The wellsite computing resource environment 205 may also comprise or execute a control process 275 that may utilize the sensor data 251-257 to optimize drilling operations, such as the control of drilling equipment to improve drilling efficiency, equipment reliability, and the like. For example, the acquired sensor data 252 may be utilized to derive a noise cancellation scheme to improve electromagnetic and mud pulse telemetry signal processing. The remote computing resource environment 206 may comprise or execute a control process 276 substantially similar to the control process 275 that may be provided to the wellsite computing resource environment 205. The monitoring and control processes 274, 275, 276 may be implemented via, for example, a control algorithm, a computer program, firmware, or other hardware and/or software.
The wellsite computing resource environment 205 may include various computing resources, such as a single computer or multiple computers. The wellsite computing resource environment 205 may further include a virtual computer system and a virtual database or other virtual structure for collected data, such as may include one or more resource interfaces (e.g., web interfaces) that facilitate the submission of application programming interface (API) calls to the various resources through a request. In addition, each of the resources may include one or more resource interfaces that facilitate the resources to access each other (e.g., to facilitate a virtual computer system of the computing resource environment to store data in or retrieve data from the database or other structure for collected data). The virtual computer system may include a collection of computing resources configured to instantiate virtual machine instances. A wellsite operator 195 may interface with the virtual computer system via the offsite user device 203 or the onsite user device 202. Other computer systems or computer system services may be utilized in the wellsite computing resource environment 205, such as a computer system or computer system service that provides computing resources on dedicated or shared computers/servers and/or other physical devices. The wellsite computing resource environment 205 may include a single server (in a discrete hardware component or as a virtual server) or multiple servers (e.g., web servers, application servers, or other servers). The servers may be, for example, computers arranged in physical and/or virtual configuration.

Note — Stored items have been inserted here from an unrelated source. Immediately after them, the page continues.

//! Employee use-case service.
//!
//! # Responsibility
//! - Provide hire/dismiss/search/revise/find entry points for core callers.
//! - Emit metadata-only diagnostic events per use-case.
//!
//! # Invariants
//! - Service APIs never bypass repository persistence contracts.
//! - Zero affected rows is passed through as a count; the service logs
//!   `status=noop` and leaves the policy to the caller.
//! - Log lines never carry employee names or usernames.

use crate::model::emp::{Emp, EmpId, EmpPatch, NewEmp};
use crate::repo::emp_repo::{EmpListQuery, EmpRepository, RepoError};
use log::{debug, info, warn};
use std::error::Error;
use std::fmt::{Display, Formatter};
use std::time::Instant;

pub type EmpServiceResult<T> = Result<T, EmpServiceError>;

/// Service error for employee use-cases.
#[derive(Debug)]
pub enum EmpServiceError {
    /// Persistence-layer failure.
    Repo(RepoError),
    /// Write succeeded but read-back disagrees.
    InconsistentState(&'static str),
}

impl Display for EmpServiceError {
    fn fmt(&self, f: &mut Formatter<'_>) -> std::fmt::Result {
        match self {
            Self::Repo(err) => write!(f, "{err}"),
            Self::InconsistentState(details) => write!(f, "inconsistent emp state: {details}"),
        }
    }
}

impl Error for EmpServiceError {
    fn source(&self) -> Option<&(dyn Error + 'static)> {
        match self {
            Self::Repo(err) => Some(err),
            Self::InconsistentState(_) => None,
        }
    }
}

impl From<RepoError> for EmpServiceError {
    fn from(value: RepoError) -> Self {
        Self::Repo(value)
    }
}

/// Use-case service over an employee repository.
pub struct EmpService<R: EmpRepository> {
    repo: R,
}

impl<R: EmpRepository> EmpService<R> {
    /// Creates a service using the provided repository implementation.
    pub fn new(repo: R) -> Self {
        Self { repo }
    }

    /// Inserts a new employee and returns the stored record.
    ///
    /// # Errors
    /// - `Repo` when storage rejects the row (e.g. duplicate `username`).
    /// - `InconsistentState` when the inserted row cannot be read back.
    pub fn hire(&self, emp: NewEmp) -> EmpServiceResult<Emp> {
        let started_at = Instant::now();
        let id = self.repo.insert(&emp).inspect_err(|err| {
            warn!(
                "event=emp_insert module=service status=error constraint={} error={err}",
                err.is_constraint_violation()
            );
        })?;

        let stored = self
            .repo
            .get(id)?
            .ok_or(EmpServiceError::InconsistentState(
                "inserted emp missing on read-back",
            ))?;

        info!(
            "event=emp_insert module=service status=ok id={id} duration_ms={}",
            started_at.elapsed().as_millis()
        );
        Ok(stored)
    }

    /// Deletes one employee. Returns `0` when `id` matched nothing.
    pub fn dismiss(&self, id: EmpId) -> EmpServiceResult<usize> {
        let removed = self.repo.delete(id)?;
        info!(
            "event=emp_delete module=service status={} id={id} rows={removed}",
            affected_status(removed)
        );
        Ok(removed)
    }

    /// Lists employees matching `query`, newest `update_time` first.
    pub fn search(&self, query: &EmpListQuery) -> EmpServiceResult<Vec<Emp>> {
        let started_at = Instant::now();
        let emps = self.repo.list(query)?;
        debug!(
            "event=emp_list module=service status=ok name_filter={} gender_filter={} begin_filter={} end_filter={} rows={} duration_ms={}",
            query.name.is_some(),
            query.gender.is_some(),
            query.entry_date_begin.is_some(),
            query.entry_date_end.is_some(),
            emps.len(),
            started_at.elapsed().as_millis()
        );
        Ok(emps)
    }

    /// Applies a partial update. Returns `0` when `patch.id` matched nothing.
    pub fn revise(&self, patch: &EmpPatch) -> EmpServiceResult<usize> {
        let changed = self.repo.update2(patch)?;
        info!(
            "event=emp_update module=service status={} id={} rows={changed} has_changes={}",
            affected_status(changed),
            patch.id,
            patch.has_changes()
        );
        Ok(changed)
    }

    /// Loads one employee by id.
    pub fn find(&self, id: EmpId) -> EmpServiceResult<Option<Emp>> {
        Ok(self.repo.get(id)?)
    }
}

fn affected_status(rows: usize) -> &'static str {
    if rows == 0 {
        "noop"
    } else {
        "ok"
    }
}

The wellsite computing resource environment 205 may also include a database that may be or comprise a collection of computing resources that run one or more data collections. Such data collections may be operated and managed by utilizing API calls. The data collections, such as the sensor data 251-257, may be made available to other resources in the wellsite computing resource environment 205, or to user devices (e.g., onsite user device 202 and/or offsite user device 203) accessing the wellsite computing resource environment 205. The remote computing resource environment 206 may include computing resources similar to those described above, such as a single computer or multiple computers (in discrete hardware components or virtual computer systems).
The control center 300 comprises a facility 305 (e.g., a room, a cabin, a trailer, etc.) containing various control devices for monitoring and controlling the subsystems 211-217 and other portions of the well construction system 100. The facility 305 may comprise a front side 301, which may be directed toward or located closest to the drill string 120 being constructed by the well construction system 100 and a rear side 303, which may be directed away from the drill string 120. The facility 305 may comprise a floor 302, a front wall 304, a left wall 306, a right wall 308, a rear wall 310, and a roof 312. The facility 305 may also have a side door 314, a rear door 316, and a plurality of windows 321-328 in one or more of the walls 304, 306, 308, 310 and/or the roof 312. Each of the windows 321-328 may be surrounded by structural framing 330 connected with the walls and supporting window safety guards 332 (e.g., bars, grills) in front of or along the windows 321-328.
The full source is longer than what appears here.